How can I automatically convert all source code files in a folder (recursively) to a single PDF with syntax highlighting?

linux pdf printing html

16,174

Solution 1

I was intrigued by your question and got kinda carried away. This solution will generate a nice PDF file with a clickable index and color highlighted code. It will find all files in the current directory and subdirectories and create a section in the PDF file for each of them (see the notes below for how to make your find command more specific).

It requires that you have the following installed (the install instructions are for Debian-based systems but these should be available in your distribution's repositories):

pdflatex, color and listings
```
sudo apt-get install texlive-latex-extra latex-xcolor texlive-latex-recommended
```
This should also install a basic LaTeX system if you don't have one installed.

Once these are installed, use this script to create a LaTeX document with your source code. The trick is using the listings (part of texlive-latex-recommended) and color (installed by latex-xcolor) LaTeX packages. The \usepackage[..]{hyperref} is what makes the listings in the table of contents clickable links.

#!/usr/bin/env bash

tex_file=$(mktemp) ## Random temp file name

cat<<EOF >$tex_file   ## Print the tex file header
\documentclass{article}
\usepackage{listings}
\usepackage[usenames,dvipsnames]{color}  %% Allow color names
\lstdefinestyle{customasm}{
  belowcaptionskip=1\baselineskip,
  xleftmargin=\parindent,
  language=C++,   %% Change this to whatever you write in
  breaklines=true, %% Wrap long lines
  basicstyle=\footnotesize\ttfamily,
  commentstyle=\itshape\color{Gray},
  stringstyle=\color{Black},
  keywordstyle=\bfseries\color{OliveGreen},
  identifierstyle=\color{blue},
  xleftmargin=-8em,
}        
\usepackage[colorlinks=true,linkcolor=blue]{hyperref} 
\begin{document}
\tableofcontents

EOF

find . -type f ! -regex ".*/\..*" ! -name ".*" ! -name "*~" ! -name 'src2pdf'|
sed 's/^\..//' |                 ## Change ./foo/bar.src to foo/bar.src

while read  i; do                ## Loop through each file
    name=${i//_/\\_}             ## escape underscores
    echo "\newpage" >> $tex_file   ## start each section on a new page
    echo "\section{$i}" >> $tex_file  ## Create a section for each filename

   ## This command will include the file in the PDF
    echo "\lstinputlisting[style=customasm]{$i}" >>$tex_file
done &&
echo "\end{document}" >> $tex_file &&
pdflatex $tex_file -output-directory . && 
pdflatex $tex_file -output-directory .  ## This needs to be run twice 
                                           ## for the TOC to be generated

Run the script in the directory that contains the source files

bash src2pdf

That will create a file called all.pdf in the current directory.
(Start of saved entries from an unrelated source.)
//! Properties that must hold for every catalog and parameter set.

use chrono::{Duration, NaiveDate};
use docstats_engine::{
    Dashboard, filter_pages, limit_pages, run_query, score_page, score_pages, sort_pages,
};
use docstats_types::{
    Difficulty, DifficultyFilter, PageRecord, QueryParams, SortKey, SortOrder,
};
use proptest::prelude::*;
use std::cmp::Ordering;

const SECTIONS: [&str; 5] = ["learn", "reference", "blog", "community", "api"];

fn today() -> NaiveDate {
    NaiveDate::from_ymd_opt(2025, 3, 1).unwrap()
}

fn difficulty() -> impl Strategy<Value = Difficulty> {
    prop_oneof![
        Just(Difficulty::Beginner),
        Just(Difficulty::Intermediate),
        Just(Difficulty::Advanced),
    ]
}

fn catalog() -> impl Strategy<Value = Vec<PageRecord>> {
    prop::collection::vec(
        (
            0..SECTIONS.len(),
            0u64..400_000,
            0.0f64..=1.0,
            0u64..1_200,
            0i64..1_500,
            difficulty(),
        ),
        0..40,
    )
    .prop_map(|rows| {
        rows.into_iter()
            .enumerate()
            .map(|(i, (section, views, completion_rate, avg_time_spent, age, difficulty))| {
                PageRecord {
                    path: format!("/{}/page-{}", SECTIONS[section], i),
                    views,
                    completion_rate,
                    avg_time_spent,
                    last_updated: today() - Duration::days(age),
                    difficulty,
                }
            })
            .collect()
    })
}

fn sort_key() -> impl Strategy<Value = SortKey> {
    prop_oneof![
        Just(SortKey::Views),
        Just(SortKey::Completion),
        Just(SortKey::TimeSpent),
        Just(SortKey::Engagement),
        Just(SortKey::LastUpdated),
        Just(SortKey::Unrecognized),
    ]
}

fn sort_order() -> impl Strategy<Value = SortOrder> {
    prop_oneof![Just(SortOrder::Asc), Just(SortOrder::Desc)]
}

fn params() -> impl Strategy<Value = QueryParams> {
    (
        prop::sample::subsequence(SECTIONS.to_vec(), 0..=SECTIONS.len()),
        sort_key(),
        sort_order(),
        prop_oneof![
            Just(DifficultyFilter::All),
            Just(DifficultyFilter::Beginner),
            Just(DifficultyFilter::Intermediate),
            Just(DifficultyFilter::Advanced),
            Just(DifficultyFilter::Unrecognized),
        ],
        any::<bool>(),
        prop_oneof![Just(0u64), 0u64..300_000],
        prop_oneof![Just(0u32), 0u32..=100],
        -5i64..30,
    )
        .prop_map(
            |(sections, sort_by, sort_order, difficulty, include_outdated, views, completion, limit)| {
                QueryParams::default()
                    .with_sections(sections)
                    .with_sort(sort_by, sort_order)
                    .with_difficulty(difficulty)
                    .with_include_outdated(include_outdated)
                    .with_minimum_views(views)
                    .with_minimum_completion_rate(completion)
                    .with_display_limit(limit)
            },
        )
}

proptest! {
    #[test]
    fn filter_is_an_ordered_subset(pages in catalog(), params in params()) {
        let kept = filter_pages(&pages, &params, today());

        // every kept record appears in the catalog, in catalog order
        let mut cursor = pages.iter();
        for page in &kept {
            prop_assert!(cursor.any(|candidate| std::ptr::eq(candidate, *page)));
        }
    }

    #[test]
    fn score_is_deterministic_and_non_negative(pages in catalog()) {
        for page in &pages {
            let first = score_page(page, today());
            let second = score_page(page, today());
            prop_assert_eq!(first, second);
            prop_assert!(first >= 0.0);
        }
    }

    #[test]
    fn sort_is_idempotent(pages in catalog(), key in sort_key(), order in sort_order()) {
        let mut once = score_pages(&pages, today());
        sort_pages(&mut once, key, order);
        let mut twice = once.clone();
        sort_pages(&mut twice, key, order);
        prop_assert_eq!(once, twice);
    }

    #[test]
    fn limit_never_exceeds_bound(items in prop::collection::vec(any::<u8>(), 0..50), n in -10i64..60) {
        let available = items.len();
        let limited = limit_pages(items, n);
        prop_assert!(limited.len() <= n.max(0) as usize);
        prop_assert!(limited.len() <= available);
    }

    #[test]
    fn query_output_is_ranked(pages in catalog(), params in params()) {
        let result = run_query(&pages, &params, today());

        prop_assert!(result.summary.shown <= result.summary.matched);
        prop_assert!(result.summary.matched <= pages.len());
        prop_assert_eq!(result.pages.len(), result.summary.shown);

        if params.sort_by != SortKey::Unrecognized {
            let wrong_way = match params.sort_order {
                SortOrder::Asc => Ordering::Greater,
                SortOrder::Desc => Ordering::Less,
            };
            for pair in result.pages.windows(2) {
                prop_assert_ne!(
                    docstats_engine::pipeline::compare_by(&pair[0], &pair[1], params.sort_by),
                    wrong_way
                );
            }
        }
    }

    #[test]
    fn cached_dashboard_matches_plain_query(pages in catalog(), params in params()) {
        let mut dashboard = Dashboard::new();
        let cached_first = dashboard.query(&pages, &params, today());
        let cached_second = dashboard.query(&pages, &params, today());
        let plain = run_query(&pages, &params, today());

        prop_assert_eq!(&cached_first, &plain);
        prop_assert_eq!(&cached_second, &plain);
    }
}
I tried this with a couple of random source files I found on my system (specifically, two files from the source of vlc-2.0.0) and this is a screenshot of the first two pages of the resulting PDF:

enter image description here

A couple of comments:

The script will not work if your source code file names contain spaces. Since we are talking about source code, I will assume they don't.
I added ! -name "*~" to avoid backup files.
I recommend you use a more specific find command to find your files though, otherwise any random file will be included in the PDF. If your files all have specific extensions (.c and .h for example), you should replace the find in the script with something like this
```
find . -name "*\.c" -o -name "\.h" | sed 's/^\..//' | 
```
Play around with the listings options, you can tweak this to be exactly as you want it.

Solution 2

I know I'm waaaay too late, but somebody looking for a solution might find this useful.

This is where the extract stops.